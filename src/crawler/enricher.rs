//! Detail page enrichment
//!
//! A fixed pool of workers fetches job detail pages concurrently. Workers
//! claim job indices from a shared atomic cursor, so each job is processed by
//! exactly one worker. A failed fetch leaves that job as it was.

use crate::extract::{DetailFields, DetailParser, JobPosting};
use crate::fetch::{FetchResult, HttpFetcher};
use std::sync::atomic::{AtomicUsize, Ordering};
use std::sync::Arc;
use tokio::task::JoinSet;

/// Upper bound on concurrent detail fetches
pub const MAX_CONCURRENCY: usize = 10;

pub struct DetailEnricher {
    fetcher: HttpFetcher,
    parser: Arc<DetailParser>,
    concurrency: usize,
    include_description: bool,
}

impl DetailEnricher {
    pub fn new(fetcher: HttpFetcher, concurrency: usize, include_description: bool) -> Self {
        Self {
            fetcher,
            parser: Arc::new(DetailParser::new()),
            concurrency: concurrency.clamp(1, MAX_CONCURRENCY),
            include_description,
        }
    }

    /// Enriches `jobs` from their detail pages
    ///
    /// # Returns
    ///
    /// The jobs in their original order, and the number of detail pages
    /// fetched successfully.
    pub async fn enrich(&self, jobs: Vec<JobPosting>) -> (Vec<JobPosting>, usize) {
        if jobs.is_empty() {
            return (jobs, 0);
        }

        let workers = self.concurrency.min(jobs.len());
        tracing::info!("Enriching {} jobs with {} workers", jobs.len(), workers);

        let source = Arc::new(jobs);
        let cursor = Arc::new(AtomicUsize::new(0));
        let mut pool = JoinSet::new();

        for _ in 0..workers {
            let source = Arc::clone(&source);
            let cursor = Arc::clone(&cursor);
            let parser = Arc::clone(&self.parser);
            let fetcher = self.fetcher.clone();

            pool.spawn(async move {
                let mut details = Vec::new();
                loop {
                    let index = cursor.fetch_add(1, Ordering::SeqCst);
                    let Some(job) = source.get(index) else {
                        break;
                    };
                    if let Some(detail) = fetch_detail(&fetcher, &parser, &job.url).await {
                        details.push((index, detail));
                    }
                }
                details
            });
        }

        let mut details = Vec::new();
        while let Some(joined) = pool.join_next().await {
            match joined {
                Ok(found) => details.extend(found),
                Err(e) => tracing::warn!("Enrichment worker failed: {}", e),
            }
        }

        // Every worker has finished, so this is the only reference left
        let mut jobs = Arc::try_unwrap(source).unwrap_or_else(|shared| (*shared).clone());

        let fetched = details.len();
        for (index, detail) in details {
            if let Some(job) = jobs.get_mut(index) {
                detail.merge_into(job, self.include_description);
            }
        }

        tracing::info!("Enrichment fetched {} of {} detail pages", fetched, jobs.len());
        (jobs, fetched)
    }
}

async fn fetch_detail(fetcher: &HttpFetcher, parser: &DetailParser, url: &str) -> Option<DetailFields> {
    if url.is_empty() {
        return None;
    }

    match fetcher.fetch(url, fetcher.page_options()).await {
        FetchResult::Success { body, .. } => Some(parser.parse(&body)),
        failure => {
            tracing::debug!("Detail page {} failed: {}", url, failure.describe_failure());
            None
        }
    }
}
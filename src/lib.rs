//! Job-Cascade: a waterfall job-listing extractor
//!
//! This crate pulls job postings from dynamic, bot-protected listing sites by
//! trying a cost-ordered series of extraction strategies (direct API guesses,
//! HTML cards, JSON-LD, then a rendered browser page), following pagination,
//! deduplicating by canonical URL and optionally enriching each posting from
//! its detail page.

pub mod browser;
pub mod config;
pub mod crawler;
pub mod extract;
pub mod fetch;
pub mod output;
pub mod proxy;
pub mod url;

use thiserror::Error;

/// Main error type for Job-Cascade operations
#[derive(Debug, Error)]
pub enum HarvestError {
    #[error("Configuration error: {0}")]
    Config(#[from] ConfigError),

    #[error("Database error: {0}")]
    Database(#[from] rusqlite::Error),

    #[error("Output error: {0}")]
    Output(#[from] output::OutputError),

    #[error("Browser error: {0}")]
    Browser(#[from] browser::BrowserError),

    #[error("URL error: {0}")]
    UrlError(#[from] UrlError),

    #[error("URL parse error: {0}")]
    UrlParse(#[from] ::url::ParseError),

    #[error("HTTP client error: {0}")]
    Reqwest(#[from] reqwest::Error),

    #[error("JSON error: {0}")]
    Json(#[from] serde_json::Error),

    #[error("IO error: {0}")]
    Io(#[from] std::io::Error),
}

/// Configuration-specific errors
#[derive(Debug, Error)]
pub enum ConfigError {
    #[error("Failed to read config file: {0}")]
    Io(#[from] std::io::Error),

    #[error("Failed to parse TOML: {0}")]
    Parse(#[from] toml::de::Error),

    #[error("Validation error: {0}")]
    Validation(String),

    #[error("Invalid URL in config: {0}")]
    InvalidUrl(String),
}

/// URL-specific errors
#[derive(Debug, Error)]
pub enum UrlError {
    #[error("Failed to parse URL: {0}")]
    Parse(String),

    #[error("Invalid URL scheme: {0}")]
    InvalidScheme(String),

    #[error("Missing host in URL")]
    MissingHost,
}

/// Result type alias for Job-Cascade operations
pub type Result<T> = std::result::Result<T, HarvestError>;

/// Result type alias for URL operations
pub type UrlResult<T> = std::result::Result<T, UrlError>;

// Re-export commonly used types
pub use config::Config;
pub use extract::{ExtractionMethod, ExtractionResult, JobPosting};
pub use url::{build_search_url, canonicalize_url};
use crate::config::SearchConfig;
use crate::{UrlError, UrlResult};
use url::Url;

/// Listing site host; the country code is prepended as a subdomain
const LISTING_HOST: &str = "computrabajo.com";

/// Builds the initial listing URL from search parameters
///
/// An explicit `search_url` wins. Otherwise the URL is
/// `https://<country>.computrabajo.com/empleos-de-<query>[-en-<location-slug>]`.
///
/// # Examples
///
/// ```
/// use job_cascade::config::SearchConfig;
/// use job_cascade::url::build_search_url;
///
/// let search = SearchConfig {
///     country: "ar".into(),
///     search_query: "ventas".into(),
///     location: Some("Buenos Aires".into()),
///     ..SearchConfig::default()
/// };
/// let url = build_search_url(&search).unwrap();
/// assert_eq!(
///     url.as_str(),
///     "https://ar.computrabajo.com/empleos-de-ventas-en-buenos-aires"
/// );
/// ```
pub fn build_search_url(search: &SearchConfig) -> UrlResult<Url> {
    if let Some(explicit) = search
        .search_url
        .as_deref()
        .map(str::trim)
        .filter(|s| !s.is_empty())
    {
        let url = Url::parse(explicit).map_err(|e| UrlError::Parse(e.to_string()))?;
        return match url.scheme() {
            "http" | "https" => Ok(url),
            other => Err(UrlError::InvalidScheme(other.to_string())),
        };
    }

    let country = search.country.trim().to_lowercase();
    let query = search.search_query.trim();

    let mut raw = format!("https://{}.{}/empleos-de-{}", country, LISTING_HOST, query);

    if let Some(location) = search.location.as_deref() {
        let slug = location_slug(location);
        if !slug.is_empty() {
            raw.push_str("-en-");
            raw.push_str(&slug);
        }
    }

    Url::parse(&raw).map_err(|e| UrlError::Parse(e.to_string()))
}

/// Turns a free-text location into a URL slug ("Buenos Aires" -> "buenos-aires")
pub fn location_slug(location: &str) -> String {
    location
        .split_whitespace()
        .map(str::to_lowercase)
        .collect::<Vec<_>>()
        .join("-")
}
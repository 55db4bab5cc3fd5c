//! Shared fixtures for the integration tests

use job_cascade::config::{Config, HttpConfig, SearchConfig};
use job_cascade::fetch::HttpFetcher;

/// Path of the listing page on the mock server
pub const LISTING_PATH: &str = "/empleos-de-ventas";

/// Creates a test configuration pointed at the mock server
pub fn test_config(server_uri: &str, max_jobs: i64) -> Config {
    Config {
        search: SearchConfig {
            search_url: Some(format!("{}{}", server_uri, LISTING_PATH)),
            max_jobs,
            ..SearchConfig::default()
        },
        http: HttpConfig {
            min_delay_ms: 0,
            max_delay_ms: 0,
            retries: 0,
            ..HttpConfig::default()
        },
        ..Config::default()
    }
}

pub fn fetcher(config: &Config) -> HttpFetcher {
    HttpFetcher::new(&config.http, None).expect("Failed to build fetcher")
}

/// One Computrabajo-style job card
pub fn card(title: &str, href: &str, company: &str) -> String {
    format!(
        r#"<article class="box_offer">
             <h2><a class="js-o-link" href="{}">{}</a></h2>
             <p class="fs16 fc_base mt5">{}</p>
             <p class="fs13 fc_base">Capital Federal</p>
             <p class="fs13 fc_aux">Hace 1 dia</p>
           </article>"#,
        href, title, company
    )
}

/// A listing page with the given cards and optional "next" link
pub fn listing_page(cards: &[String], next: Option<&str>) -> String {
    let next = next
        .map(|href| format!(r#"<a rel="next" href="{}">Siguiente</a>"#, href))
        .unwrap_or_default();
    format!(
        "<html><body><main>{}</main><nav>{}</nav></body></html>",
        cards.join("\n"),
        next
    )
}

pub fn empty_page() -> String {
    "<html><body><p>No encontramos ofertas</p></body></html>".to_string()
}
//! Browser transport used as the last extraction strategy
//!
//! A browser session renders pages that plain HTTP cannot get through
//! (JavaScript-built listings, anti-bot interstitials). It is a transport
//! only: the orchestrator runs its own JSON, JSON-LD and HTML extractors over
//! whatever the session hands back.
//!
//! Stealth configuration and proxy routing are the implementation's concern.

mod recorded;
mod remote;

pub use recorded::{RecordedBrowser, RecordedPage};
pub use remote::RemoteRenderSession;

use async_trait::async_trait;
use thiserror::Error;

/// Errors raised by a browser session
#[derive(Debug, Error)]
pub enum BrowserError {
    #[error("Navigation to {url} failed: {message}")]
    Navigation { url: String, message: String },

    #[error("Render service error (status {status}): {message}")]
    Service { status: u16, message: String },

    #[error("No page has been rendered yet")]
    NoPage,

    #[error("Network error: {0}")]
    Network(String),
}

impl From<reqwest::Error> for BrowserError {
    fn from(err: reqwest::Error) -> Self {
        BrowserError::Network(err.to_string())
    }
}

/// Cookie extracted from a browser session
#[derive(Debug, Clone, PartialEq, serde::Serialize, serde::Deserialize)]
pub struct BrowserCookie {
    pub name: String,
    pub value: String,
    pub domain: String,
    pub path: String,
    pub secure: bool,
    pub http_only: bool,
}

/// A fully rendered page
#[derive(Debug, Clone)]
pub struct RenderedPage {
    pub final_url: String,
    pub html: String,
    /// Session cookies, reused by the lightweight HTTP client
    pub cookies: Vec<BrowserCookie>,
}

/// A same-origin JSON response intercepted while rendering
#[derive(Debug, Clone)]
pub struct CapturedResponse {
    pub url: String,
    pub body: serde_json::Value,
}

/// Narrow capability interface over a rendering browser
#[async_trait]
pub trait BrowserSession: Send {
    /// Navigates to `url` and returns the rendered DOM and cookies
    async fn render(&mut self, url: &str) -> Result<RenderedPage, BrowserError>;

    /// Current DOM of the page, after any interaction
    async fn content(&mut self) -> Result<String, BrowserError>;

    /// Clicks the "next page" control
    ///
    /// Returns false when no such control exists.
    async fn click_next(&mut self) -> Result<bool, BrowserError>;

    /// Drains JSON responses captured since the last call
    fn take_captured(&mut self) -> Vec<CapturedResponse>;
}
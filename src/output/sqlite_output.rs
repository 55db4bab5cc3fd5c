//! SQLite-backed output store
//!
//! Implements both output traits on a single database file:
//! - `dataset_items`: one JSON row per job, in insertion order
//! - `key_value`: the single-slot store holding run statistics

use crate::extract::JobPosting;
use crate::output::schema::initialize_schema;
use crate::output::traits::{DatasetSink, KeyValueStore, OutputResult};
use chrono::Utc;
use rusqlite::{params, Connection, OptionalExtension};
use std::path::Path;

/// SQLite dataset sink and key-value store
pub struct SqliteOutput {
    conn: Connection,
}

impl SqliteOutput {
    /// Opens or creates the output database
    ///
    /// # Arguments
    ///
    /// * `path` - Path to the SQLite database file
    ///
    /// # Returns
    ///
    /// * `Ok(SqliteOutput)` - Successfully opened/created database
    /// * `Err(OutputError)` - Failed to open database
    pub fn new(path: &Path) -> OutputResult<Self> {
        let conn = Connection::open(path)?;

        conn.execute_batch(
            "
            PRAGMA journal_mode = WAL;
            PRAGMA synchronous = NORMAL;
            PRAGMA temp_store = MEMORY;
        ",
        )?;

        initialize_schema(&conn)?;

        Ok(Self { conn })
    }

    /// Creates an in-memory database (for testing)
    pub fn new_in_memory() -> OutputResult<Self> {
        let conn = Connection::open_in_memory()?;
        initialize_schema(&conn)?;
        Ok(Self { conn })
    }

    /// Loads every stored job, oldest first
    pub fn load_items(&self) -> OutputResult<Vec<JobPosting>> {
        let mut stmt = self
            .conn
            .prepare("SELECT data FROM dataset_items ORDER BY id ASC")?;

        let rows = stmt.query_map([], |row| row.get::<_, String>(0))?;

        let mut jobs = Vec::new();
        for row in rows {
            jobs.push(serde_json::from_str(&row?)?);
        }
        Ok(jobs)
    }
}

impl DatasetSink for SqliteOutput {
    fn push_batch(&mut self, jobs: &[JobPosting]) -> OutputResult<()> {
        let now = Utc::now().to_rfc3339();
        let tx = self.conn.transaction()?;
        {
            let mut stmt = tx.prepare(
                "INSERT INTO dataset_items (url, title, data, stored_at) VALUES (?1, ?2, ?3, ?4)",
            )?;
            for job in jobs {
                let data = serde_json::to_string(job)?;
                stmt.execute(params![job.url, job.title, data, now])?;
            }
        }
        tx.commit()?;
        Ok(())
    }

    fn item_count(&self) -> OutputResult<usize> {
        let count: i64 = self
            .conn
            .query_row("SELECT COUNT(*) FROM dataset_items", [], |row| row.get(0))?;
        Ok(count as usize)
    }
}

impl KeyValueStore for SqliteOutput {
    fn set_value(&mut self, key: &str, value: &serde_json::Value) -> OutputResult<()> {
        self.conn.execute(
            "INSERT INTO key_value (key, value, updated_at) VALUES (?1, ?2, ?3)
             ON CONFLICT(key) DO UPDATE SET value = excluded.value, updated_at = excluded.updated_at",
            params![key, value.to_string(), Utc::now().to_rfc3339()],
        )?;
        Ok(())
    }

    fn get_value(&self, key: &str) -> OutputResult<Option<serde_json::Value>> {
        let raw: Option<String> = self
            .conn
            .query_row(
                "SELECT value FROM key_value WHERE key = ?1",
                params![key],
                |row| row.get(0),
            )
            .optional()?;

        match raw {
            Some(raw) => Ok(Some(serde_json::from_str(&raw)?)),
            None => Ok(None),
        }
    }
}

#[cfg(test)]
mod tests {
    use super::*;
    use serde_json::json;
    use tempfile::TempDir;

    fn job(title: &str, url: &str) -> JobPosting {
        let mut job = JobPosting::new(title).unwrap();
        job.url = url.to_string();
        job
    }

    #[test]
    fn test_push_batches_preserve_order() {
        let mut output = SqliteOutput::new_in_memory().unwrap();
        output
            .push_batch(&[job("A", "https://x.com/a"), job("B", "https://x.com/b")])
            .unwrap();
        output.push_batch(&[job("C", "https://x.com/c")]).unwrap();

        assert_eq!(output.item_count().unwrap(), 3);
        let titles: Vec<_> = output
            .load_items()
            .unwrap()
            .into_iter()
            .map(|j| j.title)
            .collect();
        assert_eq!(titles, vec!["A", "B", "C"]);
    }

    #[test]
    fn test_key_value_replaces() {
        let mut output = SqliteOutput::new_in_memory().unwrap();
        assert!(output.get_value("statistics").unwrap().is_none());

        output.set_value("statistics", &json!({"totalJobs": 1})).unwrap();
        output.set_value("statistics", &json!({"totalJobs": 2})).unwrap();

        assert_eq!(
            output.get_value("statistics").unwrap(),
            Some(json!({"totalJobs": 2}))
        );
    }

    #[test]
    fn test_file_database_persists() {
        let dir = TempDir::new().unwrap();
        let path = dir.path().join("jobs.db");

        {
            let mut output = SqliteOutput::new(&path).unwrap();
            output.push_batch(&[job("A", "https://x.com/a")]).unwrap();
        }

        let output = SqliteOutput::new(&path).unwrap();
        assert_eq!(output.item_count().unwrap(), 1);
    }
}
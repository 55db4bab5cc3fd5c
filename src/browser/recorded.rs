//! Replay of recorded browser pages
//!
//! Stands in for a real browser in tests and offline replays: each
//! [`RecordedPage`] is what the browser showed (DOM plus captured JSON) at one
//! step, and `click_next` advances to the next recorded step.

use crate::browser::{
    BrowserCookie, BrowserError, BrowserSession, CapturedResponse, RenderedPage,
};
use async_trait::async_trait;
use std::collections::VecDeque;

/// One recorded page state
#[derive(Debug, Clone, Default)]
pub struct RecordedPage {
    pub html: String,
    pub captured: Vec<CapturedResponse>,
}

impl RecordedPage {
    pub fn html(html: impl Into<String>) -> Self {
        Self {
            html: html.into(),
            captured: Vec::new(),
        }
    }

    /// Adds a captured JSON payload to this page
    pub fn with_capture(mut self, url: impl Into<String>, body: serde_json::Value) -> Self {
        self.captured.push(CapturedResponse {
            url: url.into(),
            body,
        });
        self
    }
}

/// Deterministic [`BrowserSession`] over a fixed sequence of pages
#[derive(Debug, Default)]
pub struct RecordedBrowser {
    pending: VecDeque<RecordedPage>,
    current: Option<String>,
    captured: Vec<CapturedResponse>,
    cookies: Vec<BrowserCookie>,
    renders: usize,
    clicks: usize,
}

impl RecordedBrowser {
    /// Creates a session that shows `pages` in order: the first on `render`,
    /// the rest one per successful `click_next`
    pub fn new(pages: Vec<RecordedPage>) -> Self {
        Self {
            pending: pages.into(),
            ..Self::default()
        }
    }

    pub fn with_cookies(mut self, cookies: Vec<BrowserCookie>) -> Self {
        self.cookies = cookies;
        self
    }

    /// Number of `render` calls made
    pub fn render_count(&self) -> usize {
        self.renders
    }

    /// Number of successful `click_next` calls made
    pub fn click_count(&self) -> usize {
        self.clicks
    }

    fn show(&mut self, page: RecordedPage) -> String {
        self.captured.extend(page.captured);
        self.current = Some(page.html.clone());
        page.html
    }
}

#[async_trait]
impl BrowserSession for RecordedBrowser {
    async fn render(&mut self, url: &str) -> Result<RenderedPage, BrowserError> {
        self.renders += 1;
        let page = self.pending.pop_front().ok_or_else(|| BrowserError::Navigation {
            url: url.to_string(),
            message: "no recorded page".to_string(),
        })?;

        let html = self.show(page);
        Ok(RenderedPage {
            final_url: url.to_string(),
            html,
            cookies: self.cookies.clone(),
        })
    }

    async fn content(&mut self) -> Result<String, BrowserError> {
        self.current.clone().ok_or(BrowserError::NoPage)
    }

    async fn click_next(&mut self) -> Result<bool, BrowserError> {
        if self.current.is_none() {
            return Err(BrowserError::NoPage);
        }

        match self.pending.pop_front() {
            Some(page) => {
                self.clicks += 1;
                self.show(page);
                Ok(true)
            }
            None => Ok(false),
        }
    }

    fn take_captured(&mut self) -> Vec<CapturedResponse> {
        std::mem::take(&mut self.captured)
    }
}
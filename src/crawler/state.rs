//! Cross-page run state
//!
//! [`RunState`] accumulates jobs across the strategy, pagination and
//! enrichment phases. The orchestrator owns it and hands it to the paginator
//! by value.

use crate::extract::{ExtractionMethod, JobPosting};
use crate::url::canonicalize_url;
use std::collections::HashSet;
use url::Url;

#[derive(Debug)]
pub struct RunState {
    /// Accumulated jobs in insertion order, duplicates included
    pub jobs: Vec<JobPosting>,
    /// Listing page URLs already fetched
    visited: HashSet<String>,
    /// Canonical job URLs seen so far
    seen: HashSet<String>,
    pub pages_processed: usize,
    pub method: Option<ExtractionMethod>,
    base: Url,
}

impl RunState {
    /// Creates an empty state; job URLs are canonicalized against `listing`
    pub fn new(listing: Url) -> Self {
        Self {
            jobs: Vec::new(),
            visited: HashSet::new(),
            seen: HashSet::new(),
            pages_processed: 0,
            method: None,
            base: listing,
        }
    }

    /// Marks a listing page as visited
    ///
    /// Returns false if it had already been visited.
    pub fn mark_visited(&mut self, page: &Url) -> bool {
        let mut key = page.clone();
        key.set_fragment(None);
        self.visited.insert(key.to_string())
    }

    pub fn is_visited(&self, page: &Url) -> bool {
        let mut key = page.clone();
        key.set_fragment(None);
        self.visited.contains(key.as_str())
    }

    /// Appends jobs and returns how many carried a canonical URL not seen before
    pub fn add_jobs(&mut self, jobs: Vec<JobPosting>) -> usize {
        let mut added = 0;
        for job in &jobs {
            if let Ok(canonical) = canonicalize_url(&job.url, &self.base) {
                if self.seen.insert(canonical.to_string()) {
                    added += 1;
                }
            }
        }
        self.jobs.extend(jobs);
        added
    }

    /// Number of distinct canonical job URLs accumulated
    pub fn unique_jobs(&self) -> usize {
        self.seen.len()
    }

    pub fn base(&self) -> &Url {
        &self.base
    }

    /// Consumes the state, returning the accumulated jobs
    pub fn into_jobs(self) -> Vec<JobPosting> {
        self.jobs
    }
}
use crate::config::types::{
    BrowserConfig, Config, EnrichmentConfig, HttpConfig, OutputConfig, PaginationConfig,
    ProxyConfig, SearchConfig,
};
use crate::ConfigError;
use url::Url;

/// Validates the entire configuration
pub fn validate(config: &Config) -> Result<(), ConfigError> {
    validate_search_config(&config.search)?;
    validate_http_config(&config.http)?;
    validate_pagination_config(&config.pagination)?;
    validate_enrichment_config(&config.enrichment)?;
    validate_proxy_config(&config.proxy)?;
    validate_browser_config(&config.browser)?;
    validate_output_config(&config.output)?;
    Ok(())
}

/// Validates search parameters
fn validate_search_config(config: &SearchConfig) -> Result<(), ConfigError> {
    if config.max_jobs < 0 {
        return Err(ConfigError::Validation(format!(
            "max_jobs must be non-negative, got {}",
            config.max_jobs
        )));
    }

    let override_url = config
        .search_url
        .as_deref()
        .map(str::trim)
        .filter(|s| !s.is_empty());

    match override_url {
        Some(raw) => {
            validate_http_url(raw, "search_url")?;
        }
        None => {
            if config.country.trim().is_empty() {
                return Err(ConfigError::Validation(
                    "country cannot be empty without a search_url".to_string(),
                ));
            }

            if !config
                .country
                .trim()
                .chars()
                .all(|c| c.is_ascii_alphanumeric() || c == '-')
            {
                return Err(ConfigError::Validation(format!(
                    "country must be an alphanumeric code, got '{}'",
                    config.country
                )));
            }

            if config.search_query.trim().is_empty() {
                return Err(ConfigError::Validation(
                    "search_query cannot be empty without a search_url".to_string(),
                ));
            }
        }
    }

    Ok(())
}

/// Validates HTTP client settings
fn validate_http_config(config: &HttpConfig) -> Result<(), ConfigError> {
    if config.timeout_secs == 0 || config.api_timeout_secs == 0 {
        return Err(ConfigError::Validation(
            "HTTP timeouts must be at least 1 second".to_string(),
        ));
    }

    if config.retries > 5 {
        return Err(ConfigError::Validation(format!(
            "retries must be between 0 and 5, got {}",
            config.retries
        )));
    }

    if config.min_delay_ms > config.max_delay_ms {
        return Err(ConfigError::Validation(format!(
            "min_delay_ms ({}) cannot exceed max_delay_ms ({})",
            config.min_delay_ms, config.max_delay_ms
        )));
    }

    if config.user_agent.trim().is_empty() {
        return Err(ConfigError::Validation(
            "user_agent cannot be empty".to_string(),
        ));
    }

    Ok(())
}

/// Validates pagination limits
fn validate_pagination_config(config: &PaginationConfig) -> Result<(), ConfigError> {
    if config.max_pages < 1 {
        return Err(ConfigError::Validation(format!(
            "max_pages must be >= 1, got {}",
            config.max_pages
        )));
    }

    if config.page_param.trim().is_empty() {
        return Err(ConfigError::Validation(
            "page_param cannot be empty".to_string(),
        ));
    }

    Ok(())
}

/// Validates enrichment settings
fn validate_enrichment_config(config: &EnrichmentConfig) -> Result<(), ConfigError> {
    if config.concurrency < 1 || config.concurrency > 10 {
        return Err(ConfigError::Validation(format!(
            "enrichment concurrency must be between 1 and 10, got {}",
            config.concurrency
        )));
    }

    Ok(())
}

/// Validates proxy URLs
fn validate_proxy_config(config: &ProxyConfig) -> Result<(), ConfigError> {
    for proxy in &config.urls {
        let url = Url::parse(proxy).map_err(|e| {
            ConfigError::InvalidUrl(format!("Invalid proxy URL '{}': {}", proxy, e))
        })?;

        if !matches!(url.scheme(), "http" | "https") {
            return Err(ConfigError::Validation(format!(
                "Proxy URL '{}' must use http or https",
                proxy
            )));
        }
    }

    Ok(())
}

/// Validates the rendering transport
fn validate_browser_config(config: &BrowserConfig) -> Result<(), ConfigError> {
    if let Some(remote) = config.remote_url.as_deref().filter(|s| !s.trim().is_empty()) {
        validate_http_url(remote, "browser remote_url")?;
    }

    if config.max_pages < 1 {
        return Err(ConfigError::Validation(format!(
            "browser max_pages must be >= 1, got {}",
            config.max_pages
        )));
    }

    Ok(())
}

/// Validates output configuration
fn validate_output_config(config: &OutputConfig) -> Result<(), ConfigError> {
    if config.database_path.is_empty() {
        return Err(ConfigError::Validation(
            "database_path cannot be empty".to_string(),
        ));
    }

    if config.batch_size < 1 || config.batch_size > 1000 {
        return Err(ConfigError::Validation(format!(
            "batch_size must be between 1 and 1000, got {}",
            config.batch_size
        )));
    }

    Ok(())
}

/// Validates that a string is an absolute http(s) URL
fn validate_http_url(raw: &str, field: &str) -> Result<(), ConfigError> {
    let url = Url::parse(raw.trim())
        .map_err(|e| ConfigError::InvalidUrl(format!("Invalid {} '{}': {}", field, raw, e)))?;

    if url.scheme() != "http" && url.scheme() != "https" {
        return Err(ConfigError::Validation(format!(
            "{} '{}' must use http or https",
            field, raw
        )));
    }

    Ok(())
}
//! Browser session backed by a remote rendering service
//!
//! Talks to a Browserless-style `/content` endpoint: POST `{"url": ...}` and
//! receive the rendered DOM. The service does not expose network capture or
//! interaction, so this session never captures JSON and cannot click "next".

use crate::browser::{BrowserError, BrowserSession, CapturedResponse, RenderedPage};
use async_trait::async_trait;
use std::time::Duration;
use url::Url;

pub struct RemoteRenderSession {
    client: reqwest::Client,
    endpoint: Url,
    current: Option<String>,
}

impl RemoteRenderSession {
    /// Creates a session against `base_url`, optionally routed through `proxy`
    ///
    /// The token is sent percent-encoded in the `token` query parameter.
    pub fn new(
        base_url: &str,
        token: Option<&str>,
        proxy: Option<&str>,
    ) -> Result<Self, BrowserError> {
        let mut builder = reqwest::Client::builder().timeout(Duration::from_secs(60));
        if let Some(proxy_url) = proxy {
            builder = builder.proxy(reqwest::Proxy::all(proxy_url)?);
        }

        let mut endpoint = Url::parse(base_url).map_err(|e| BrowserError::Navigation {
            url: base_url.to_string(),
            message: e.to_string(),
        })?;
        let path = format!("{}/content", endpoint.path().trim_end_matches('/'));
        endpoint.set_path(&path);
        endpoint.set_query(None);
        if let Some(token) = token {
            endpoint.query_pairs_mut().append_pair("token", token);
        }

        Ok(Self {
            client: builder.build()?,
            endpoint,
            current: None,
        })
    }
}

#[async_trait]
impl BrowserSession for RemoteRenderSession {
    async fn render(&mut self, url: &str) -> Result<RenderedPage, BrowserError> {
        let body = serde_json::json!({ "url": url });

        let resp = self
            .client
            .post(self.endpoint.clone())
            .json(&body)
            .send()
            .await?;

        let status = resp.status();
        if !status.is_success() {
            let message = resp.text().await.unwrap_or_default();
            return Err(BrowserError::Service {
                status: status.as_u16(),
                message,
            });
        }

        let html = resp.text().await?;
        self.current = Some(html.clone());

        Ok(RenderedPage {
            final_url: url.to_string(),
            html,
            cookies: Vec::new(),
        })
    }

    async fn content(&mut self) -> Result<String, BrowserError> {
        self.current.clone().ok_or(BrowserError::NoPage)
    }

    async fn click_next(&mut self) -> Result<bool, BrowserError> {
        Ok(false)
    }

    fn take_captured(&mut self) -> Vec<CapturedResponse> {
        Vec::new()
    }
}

_Try it_: Your answer must be the data above, copied exactly from its first line through the line containing "concurrent detail fetches", and nothing more.

_Finished task_:
filename src/crawler/enricher.rs
//! Detail page enrichment
//!
//! A fixed pool of workers fetches job detail pages concurrently. Workers
//! claim job indices from a shared atomic cursor, so each job is processed by
//! exactly one worker. A failed fetch leaves that job as it was.

use crate::extract::{DetailFields, DetailParser, JobPosting};
use crate::fetch::{FetchResult, HttpFetcher};
use std::sync::atomic::{AtomicUsize, Ordering};
use std::sync::Arc;
use tokio::task::JoinSet;

/// Upper bound on concurrent detail fetches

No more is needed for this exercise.